The Waterford Jail Disaster occurred early morning on 4 March 1943 when the wall of the old city jail at Ballybricken in Waterford, Ireland, collapsed, sending 120 tons of turf onto a row of nearby houses, killing nine people and injuring seventeen.
The old Waterford Jail had been built in 1727 alongside the military barracks in the city. The building was rebuilt in 1861 and continued to be used as a prison until 1939 at the beginning of the Emergency, as World War II was officially known in neutral Ireland. The following year the building was taken over by the Irish army and used as a meeting place and storage depot for the Local Defence Forces, a wartime reserve force.

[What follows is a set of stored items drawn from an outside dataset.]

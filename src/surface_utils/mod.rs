//! Utilities for working with RGBA pixel buffers.

use rayon::prelude::*;
use rgb::FromSlice;

mod rgba_image;

pub(crate) use self::rgba_image::checked_buffer_len;
pub use self::rgba_image::RgbaImage;

/// A pixel consisting of R, G, B and A values.
pub type Pixel = rgb::RGBA8;

pub trait PixelOps {
    fn premultiply(self) -> Self;
    fn unpremultiply(self) -> Self;
    fn diff(&self, other: &Self) -> Self;
}

/// Applies `f` to the color channels, leaving alpha alone.
#[inline]
fn map_color_channels<F: Fn(u8) -> u8>(pixel: Pixel, f: F) -> Pixel {
    Pixel {
        r: f(pixel.r),
        g: f(pixel.g),
        b: f(pixel.b),
        a: pixel.a,
    }
}

impl PixelOps for Pixel {
    /// Returns an unpremultiplied value of this pixel.
    ///
    /// Fully transparent and fully opaque pixels are returned unchanged; for
    /// the rest each color channel becomes `round(c * 255 / a)`, clamped to 255.
    #[inline]
    fn unpremultiply(self) -> Self {
        let a = u32::from(self.a);

        if a == 0 || a == 255 {
            self
        } else {
            map_color_channels(self, |x| ((u32::from(x) * 255 + a / 2) / a).min(255) as u8)
        }
    }

    /// Returns a premultiplied value of this pixel.
    #[inline]
    fn premultiply(self) -> Self {
        let a = u32::from(self.a);
        map_color_channels(self, |x| ((u32::from(x) * a + 127) / 255) as u8)
    }

    #[inline]
    fn diff(&self, other: &Pixel) -> Pixel {
        Pixel {
            r: self.r.abs_diff(other.r),
            g: self.g.abs_diff(other.g),
            b: self.b.abs_diff(other.b),
            a: self.a.abs_diff(other.a),
        }
    }
}

/// Converts a buffer of premultiplied RGBA pixels to straight alpha, in place.
///
/// `width` is the number of pixels per row; rows are processed in parallel.
/// A trailing partial row, if any, is converted as well.
pub fn unpremultiply_in_place(data: &mut [u8], width: usize) {
    let row_len = width.max(1) * 4;

    data.par_chunks_mut(row_len).for_each(|row| {
        for pixel in row.as_rgba_mut() {
            *pixel = pixel.unpremultiply();
        }
    });
}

On the night of the wall collapse, there had been heavy rain and a weak wall filled with water became porous at its foundations from disuse. At approximately 12:45am on the morning of 4 March, the sixty-foot high wall gave way and collapsed onto the houses of King’s Terrace and part of Barker Street, killing and injuring some of the occupants as they slept. A section of more than a hundred feet of wall fell, in total demolishing four houses and damaging a further three. It is further believed that additional pressure had been placed on the old jail wall by rain-sodden turf which was being stored in the premises by the army for heating purposes due to the shortage of imported coal.

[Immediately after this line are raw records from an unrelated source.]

//! In-memory layout of the shared segment header.
//!
//! Everything in this module is mapped into two address spaces at once, so
//! the rules are the usual ones for cross-process memory: `#[repr(C)]`,
//! zero-initialized-is-valid, atomics for every field written after the
//! handoff, and no pointers of any kind.

use std::cell::UnsafeCell;
use std::sync::atomic::{AtomicU32, Ordering};

/// Magic number identifying a bgjob segment ("BGJ1").
pub const SEGMENT_MAGIC: u32 = 0x4247_4a31;

/// Current segment layout version.
pub const LAYOUT_VERSION: u32 = 1;

/// Maximum stored length of the requesting user / target names.
pub const NAME_MAX: usize = 64;

/// Maximum stored length of a progress message.
pub const PROGRESS_MSG_MAX: usize = 120;

/// Fixed metadata at offset zero of every segment.
///
/// Written exclusively by the launcher before the worker starts, with two
/// exceptions that stay single-writer after the handoff: the final-state
/// cell and the progress cell are written by the worker and read by the
/// launcher, and the attach counter is touched by both sides on map/unmap.
#[repr(C)]
pub struct SegmentHeader {
    /// Must be [`SEGMENT_MAGIC`].
    pub magic: u32,
    /// Must be [`LAYOUT_VERSION`].
    pub version: u32,
    /// Job cookie; pairs with the worker pid to form the handle.
    pub cookie: u64,
    /// Segment creation time, milliseconds since the Unix epoch.
    pub created_at_ms: i64,
    /// Byte offset of the payload region.
    pub payload_off: u32,
    /// Payload length in bytes.
    pub payload_len: u32,
    /// Byte offset of the config-snapshot region.
    pub config_off: u32,
    /// Config snapshot length in bytes.
    pub config_len: u32,
    /// Byte offset of the queue region (header + ring).
    pub queue_off: u32,
    /// Queue ring capacity in bytes.
    pub queue_capacity: u32,
    /// Requesting user id.
    pub uid: u32,
    /// Requesting user name, NUL-padded.
    pub user: [u8; NAME_MAX],
    /// Target (database or host) name, NUL-padded.
    pub target: [u8; NAME_MAX],
    /// Number of currently mapped attachments.
    pub attach_count: AtomicU32,
    /// Terminal state published by the worker before it exits.
    ///
    /// Encodes [`crate::state::JobState`]; zero while still running.
    pub final_state: AtomicU32,
    /// Worker progress report; see [`ProgressCell`].
    pub progress: ProgressCell,
}

/// Single-writer progress report, readable without touching the queue.
///
/// A seqlock: the worker bumps `seq` to an odd value, writes percent and
/// message, then bumps it even again. Readers retry on odd or changed
/// sequence numbers. The worker is the only writer, so writes never
/// contend.
#[repr(C)]
pub struct ProgressCell {
    seq: AtomicU32,
    percent: AtomicU32,
    msg_len: AtomicU32,
    msg: UnsafeCell<[u8; PROGRESS_MSG_MAX]>,
}

// SAFETY: the message buffer is only written under the seqlock's odd
// sequence window, and readers discard anything read across a window.
unsafe impl Sync for ProgressCell {}

/// A decoded progress report.
#[derive(Debug, Clone, Default, PartialEq, Eq)]
pub struct Progress {
    /// Completion percentage, 0–100.
    pub percent: u32,
    /// Free-form progress message.
    pub message: String,
}

impl ProgressCell {
    /// Publish a progress report. Worker side only.
    pub fn write(&self, percent: u32, message: &str) {
        let msg = truncate_utf8(message, PROGRESS_MSG_MAX);
        let seq = self.seq.load(Ordering::Relaxed);
        self.seq.store(seq.wrapping_add(1), Ordering::Relaxed);
        // Keeps the data stores inside the odd window.
        std::sync::atomic::fence(Ordering::Release);
        self.percent.store(percent.min(100), Ordering::Relaxed);
        self.msg_len.store(msg.len() as u32, Ordering::Relaxed);
        // The message buffer is plain bytes; racing readers are rejected by
        // the sequence check, so non-atomic byte copies are fine here.
        unsafe {
            let dst = (*self.msg.get()).as_mut_ptr();
            std::ptr::copy_nonoverlapping(msg.as_ptr(), dst, msg.len());
        }
        self.seq.store(seq.wrapping_add(2), Ordering::Release);
    }

    /// Read the most recent progress report, retrying across torn writes.
    #[must_use]
    pub fn read(&self) -> Progress {
        loop {
            let before = self.seq.load(Ordering::Acquire);
            if before % 2 != 0 {
                std::hint::spin_loop();
                continue;
            }
            let percent = self.percent.load(Ordering::Relaxed);
            let len = (self.msg_len.load(Ordering::Relaxed) as usize).min(PROGRESS_MSG_MAX);
            let mut buf = vec![0u8; len];
            unsafe {
                let src = (*self.msg.get()).as_ptr();
                std::ptr::copy_nonoverlapping(src, buf.as_mut_ptr(), len);
            }
            // Keeps the data reads above from reordering past the
            // sequence re-check.
            std::sync::atomic::fence(Ordering::Acquire);
            let after = self.seq.load(Ordering::Relaxed);
            if before == after {
                let message = String::from_utf8_lossy(&buf).into_owned();
                return Progress { percent, message };
            }
        }
    }
}

/// Copy a string into a fixed NUL-padded name field.
pub(crate) fn pack_name(s: &str) -> [u8; NAME_MAX] {
    let mut out = [0u8; NAME_MAX];
    let s = truncate_utf8(s, NAME_MAX);
    out[..s.len()].copy_from_slice(s.as_bytes());
    out
}

/// Decode a NUL-padded name field.
pub(crate) fn unpack_name(buf: &[u8; NAME_MAX]) -> String {
    let end = buf.iter().position(|&b| b == 0).unwrap_or(NAME_MAX);
    String::from_utf8_lossy(&buf[..end]).into_owned()
}

/// Truncate `s` to at most `max` bytes without splitting a UTF-8 sequence.
#[must_use]
pub fn truncate_utf8(s: &str, max: usize) -> &str {
    if s.len() <= max {
        return s;
    }
    let mut end = max;
    while end > 0 && !s.is_char_boundary(end) {
        end -= 1;
    }
    &s[..end]
}

/// Round `off` up to the next multiple of 8.
pub(crate) const fn align8(off: usize) -> usize {
    (off + 7) & !7
}

#[cfg(test)]
mod tests {
    use super::*;

    #[test]
    fn truncate_respects_char_boundaries() {
        assert_eq!(truncate_utf8("hello", 10), "hello");
        assert_eq!(truncate_utf8("hello", 3), "hel");
        // "é" is two bytes; cutting at 1 must not split it.
        assert_eq!(truncate_utf8("é", 1), "");
        assert_eq!(truncate_utf8("aé", 2), "a");
        assert_eq!(truncate_utf8("aé", 3), "aé");
    }

    #[test]
    fn name_pack_roundtrip() {
        let packed = pack_name("alice");
        assert_eq!(unpack_name(&packed), "alice");
        let long = "x".repeat(200);
        let packed = pack_name(&long);
        assert_eq!(unpack_name(&packed).len(), NAME_MAX);
    }

    #[test]
    fn progress_cell_read_after_write() {
        let cell: ProgressCell = unsafe { std::mem::zeroed() };
        assert_eq!(cell.read(), Progress::default());
        cell.write(42, "building index");
        let p = cell.read();
        assert_eq!(p.percent, 42);
        assert_eq!(p.message, "building index");
        cell.write(200, "");
        assert_eq!(cell.read().percent, 100);
    }

    #[test]
    fn progress_cell_is_consistent_under_concurrent_writes() {
        let cell: ProgressCell = unsafe { std::mem::zeroed() };
        std::thread::scope(|s| {
            s.spawn(|| {
                for i in 0..=100u32 {
                    cell.write(i, &format!("step {i}"));
                }
            });
            // Every observed report must pair percent with its message;
            // a torn read would mix two writes.
            for _ in 0..10_000 {
                let p = cell.read();
                if !p.message.is_empty() {
                    assert_eq!(p.message, format!("step {}", p.percent));
                }
            }
        });
    }

    #[test]
    fn align8_rounds_up() {
        assert_eq!(align8(0), 0);
        assert_eq!(align8(1), 8);
        assert_eq!(align8(8), 8);
        assert_eq!(align8(13), 16);
    }
}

Crowds assisted local emergency services in removing the heavy rubble, but there was nothing they could do. Nine bodies were pulled from the jail ruins, including a number of children, the youngest being 2 years old. Those who lost their lives in the Jail Wall tragedy were: James Roche (age 60), Thomas Roche (age 20), Maureen Roche (age 20), James Seamus Roche (age 6), James Barrett (age 11), Kitty Barrett (age 9), Joseph Upton (age 60), Patrick Upton (age 15) and Betty Steward (age 2). Residents of surviving houses on King’s Terrace were evacuated after the disaster and catered for over a 3 week period by the Red Cross at St Joseph’s Boys Club on the Yellow Road.
The subsequent funerals were among the largest ever seen in Waterford City. Many hundreds attended the funerals over the following days as the city descended into a period of mourning with shops closing and blinds being drawn. Huge crowds of mourners lined the streets as bands played the Dead March in Saul by Handel. The jail was eventually demolished in 1949.
Over 60 years later, a special memorial has been unveiled by Waterford City Council. Designed by Co Wexford artist Declan Breen, who was also responsible for the sculpture and water feature at the main entrance to Waterford Regional Hospital, the memorial is sited near the Bull Post on the green area of Ballybricken. The installation on a platform features a bronze plaque with the names of the nine victims laid horizontally on the raised ground with a large bronze ivy leaf also fixed to the ground.